One study population demonstrated that from 2007 to 2010, with the introduction of HPV vaccines, the incidence of genital warts decreased 35% (from 0.94% per year to 0.61% per year) in females aged <21 years and decreased 19% in males aged <21 years.


  • Most common viral sexually transmitted infection (STI) in the United States; most sexually active men and women will have acquired a genital HPV infection, usually asymptomatic, at some time.
  • Estimated 6.2 million Americans become infected with genital HPV each year.
  • Peak prevalence in ages 17 to 33 years
  • 10–20% of sexually active women may be actively infected with HPV. Studies in men suggest a similar prevalence.
  • Pregnancy and immunosuppression favor recurrence and increased growth of lesions.

Etiology and Pathophysiology

HPV is a circular, double-stranded DNA molecule. There are >120 HPV subtypes. HPV types that cause genital warts do not cause anogenital cancers.

Risk Factors

  • Usually acquired by unprotected sexual activity
    • Young adults and adolescents
    • Multiple sexual partners; short interval between meeting new sex partner and first intercourse
    • Not using protective barriers
    • Young age of commencing sexual activity
    • History of other STI
  • Immunosuppression (particularly HIV)
  • Cigarette smoking
  • Use of oral contraceptives
  • Radiation therapy

General Prevention

  • Sexual abstinence or monogamy
  • HPV vaccination is for prevention of HPV infections and HPV-associated cancers. This vaccine is targeted to adolescents before the period of their greatest risk for exposure to HPV. The vaccine does not treat previous infections:
    • The Advisory Committee on Immunization Practices (ACIP) recommends routine vaccination at age 11 or 12 years for females (since 2006) and males.
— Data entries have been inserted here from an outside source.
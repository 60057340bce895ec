//! Creation of a fresh filesystem.
//!
//! Formatting builds the well-known trees in memory and lets the ordinary
//! commit path allocate the first chunks, write every node and publish the
//! first superblock.

use std::sync::Arc;

use parking_lot::Mutex;
use rand::rngs::OsRng;
use rand::RngCore;
use tracing::info;

use super::{FileKind, FormatOptions};
use crate::engine::lifecycle::initial_device_space;
use crate::engine::{FsState, Transaction};
use crate::primitives::io::FileIo;
use crate::storage::chunk::Device;
use crate::storage::records::{DevItem, InodeItem, InodeRef};
use crate::storage::superblock::{Superblock, DEVICE_RESERVED};
use crate::storage::undo::UndoLog;
use crate::types::{item_type, objectid, ArborError, Key, Result, TreeId};

/// Smallest device accepted by [`format`].
pub const MIN_DEVICE_SIZE: u64 = 16 << 20;

fn random_uuid() -> [u8; 16] {
    let mut uuid = [0u8; 16];
    OsRng.fill_bytes(&mut uuid);
    uuid
}

fn validate(devices: &[Arc<dyn FileIo>], opts: &FormatOptions) -> Result<()> {
    if devices.is_empty() {
        return Err(ArborError::Invalid("no devices given"));
    }
    if !opts.sector_size.is_power_of_two() || opts.sector_size < 512 {
        return Err(ArborError::Invalid("sector size must be a power of two of at least 512"));
    }
    if !opts.node_size.is_power_of_two()
        || opts.node_size < opts.sector_size
        || opts.node_size > 64 * 1024
    {
        return Err(ArborError::Invalid(
            "node size must be a power of two between the sector size and 64 KiB",
        ));
    }
    for io in devices {
        if io.len()? < MIN_DEVICE_SIZE.max(DEVICE_RESERVED * 2) {
            return Err(ArborError::NoSpace("device too small"));
        }
    }
    Ok(())
}

/// Inserts the root directory inode of `tree`.
pub(super) fn insert_root_dir(state: &mut FsState, tree: TreeId, undo: &mut UndoLog) -> Result<()> {
    let generation = state.generation;
    let dir = objectid::FIRST_FREE;
    let inode = InodeItem {
        generation,
        transid: generation,
        nlink: 1,
        mode: FileKind::Directory.mode(),
        ..InodeItem::default()
    };
    state
        .trees
        .insert_item(tree, Key::new(dir, item_type::INODE_ITEM, 0), inode.encode(), undo)?;
    let back = InodeRef {
        index: 0,
        name: b"..".to_vec(),
    };
    state
        .trees
        .insert_item(tree, Key::new(dir, item_type::INODE_REF, dir), back.encode(), undo)?;
    Ok(())
}

/// Formats `devices` as one filesystem and returns the published
/// superblock.
pub fn format(devices: &[Arc<dyn FileIo>], opts: &FormatOptions) -> Result<Superblock> {
    validate(devices, opts)?;
    let fsid = random_uuid();
    let mut sizes = Vec::with_capacity(devices.len());
    for io in devices {
        sizes.push(io.len()?);
    }
    let superblock = Superblock {
        fsid,
        node_size: opts.node_size,
        sector_size: opts.sector_size,
        label: opts.label.clone(),
        total_bytes: sizes.iter().sum(),
        num_devices: devices.len() as u64,
        ..Superblock::default()
    };

    let policy = opts.policy();
    let mut state = FsState::new(superblock, 1, policy);
    state.space_cache = opts.space_cache;
    for (idx, (io, len)) in devices.iter().zip(&sizes).enumerate() {
        state.devices.push(Device {
            item: DevItem {
                dev_id: idx as u64 + 1,
                total_bytes: *len,
                io_align: opts.sector_size,
                io_width: opts.sector_size,
                sector_size: opts.sector_size,
                generation: 1,
                uuid: random_uuid(),
                fsid,
                ..DevItem::default()
            },
            io: Arc::clone(io),
            free: initial_device_space(*len, policy.stripe_len)?,
        });
    }

    for tree in [
        TreeId::ROOT,
        TreeId::EXTENT,
        TreeId::CHUNK,
        TreeId::DEV,
        TreeId::FS,
        TreeId::CSUM,
    ] {
        state.trees.create_tree(tree, 1)?;
    }

    let mut undo = UndoLog::new();
    for device in &state.devices {
        let key = Key::new(objectid::DEV_ITEMS, item_type::DEV_ITEM, device.item.dev_id);
        state
            .trees
            .insert_item(TreeId::CHUNK, key, device.item.encode(), &mut undo)?;
    }
    insert_root_dir(&mut state, TreeId::FS, &mut undo)?;
    state.trees.tree_mut(TreeId::FS)?.root_item.root_dirid = objectid::FIRST_FREE;
    for tree in [TreeId::EXTENT, TreeId::DEV, TreeId::FS, TreeId::CSUM] {
        let item = state.trees.trees[&tree].root_item.encode();
        state.trees.insert_item(
            TreeId::ROOT,
            Key::new(tree.0, item_type::ROOT_ITEM, 0),
            item,
            &mut undo,
        )?;
    }

    let runs = Mutex::new(Vec::new());
    let stats = Transaction::new(&mut state, &mut undo, &runs).commit()?;
    info!(
        devices = devices.len(),
        node_size = opts.node_size,
        chunks = state.chunks.len(),
        nodes = stats.nodes_written,
        "fs.formatted"
    );
    Ok(state.superblock)
}

#[cfg(test)]
mod tests {
    use super::*;
    use crate::primitives::io::MemFileIo;
    use crate::storage::superblock::load_superblock;

    fn devices(n: usize, len: u64) -> Vec<Arc<dyn FileIo>> {
        (0..n)
            .map(|_| Arc::new(MemFileIo::new(len)) as Arc<dyn FileIo>)
            .collect()
    }

    #[test]
    fn formatted_devices_carry_matching_superblocks() {
        let devs = devices(2, 256 << 20);
        let sb = format(&devs, &FormatOptions::scratch()).unwrap();
        assert_eq!(sb.generation, 1);
        assert_eq!(sb.num_devices, 2);
        for (idx, io) in devs.iter().enumerate() {
            let on_disk = load_superblock(io.as_ref()).unwrap();
            assert_eq!(on_disk.fsid, sb.fsid);
            assert_eq!(on_disk.root, sb.root);
            assert_eq!(on_disk.dev_item.dev_id, idx as u64 + 1);
        }
    }

    #[test]
    fn bad_geometry_is_rejected() {
        let devs = devices(1, 64 << 20);
        let opts = FormatOptions {
            node_size: 3000,
            ..FormatOptions::scratch()
        };
        assert!(matches!(format(&devs, &opts), Err(ArborError::Invalid(_))));
        assert!(matches!(
            format(&[], &FormatOptions::scratch()),
            Err(ArborError::Invalid(_))
        ));
        let tiny = devices(1, 4 << 20);
        assert!(matches!(
            format(&tiny, &FormatOptions::scratch()),
            Err(ArborError::NoSpace(_))
        ));
    }
}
Vaccination can start at as early as 9 years old.
    • A 2-dose schedule (0, 6 to 12 months) will have efficacy equivalent to a 3-dose schedule (0, 1 to 2, 6 months) if the HPV vaccination series is initiated before the 15th birthday.
    • For any immunocompromised patient regardless of age, a 3-dose schedule (0, 1 to 2, and 6 months) is recommended (2).
    • The 9-valent HPV (9vHPV; Gardasil 9) vaccine protects against the two most common HPV serotypes (types 6 and 11, which cause most anogenital warts) and the two most cancer-promoting types (16 and 18) as well as 31, 33, 45, 52, and 58.
    • Bivalent HPV, quadrivalent HPV (4vHPV), and 9vHPV vaccines (Gardasil and Gardasil 9) are licensed for use in females and males aged 9 through 45 years, but as of late 2016, only the 9vHPV vaccines are distributed in the United States.
  • Use of condoms is partially effective, although warts may be easily spread by lesions not covered by a condom (e.g., 40% of infected men have scrotal warts).
  • After treatment, encourage abstinence until treatment is completed.

Commonly Associated Conditions

  • >90% of cervical cancer associated with HPV types 16, 18, 31, 33, and 35
  • 60% of oropharyngeal and anogenital squamous cell carcinomas are associated with HPV.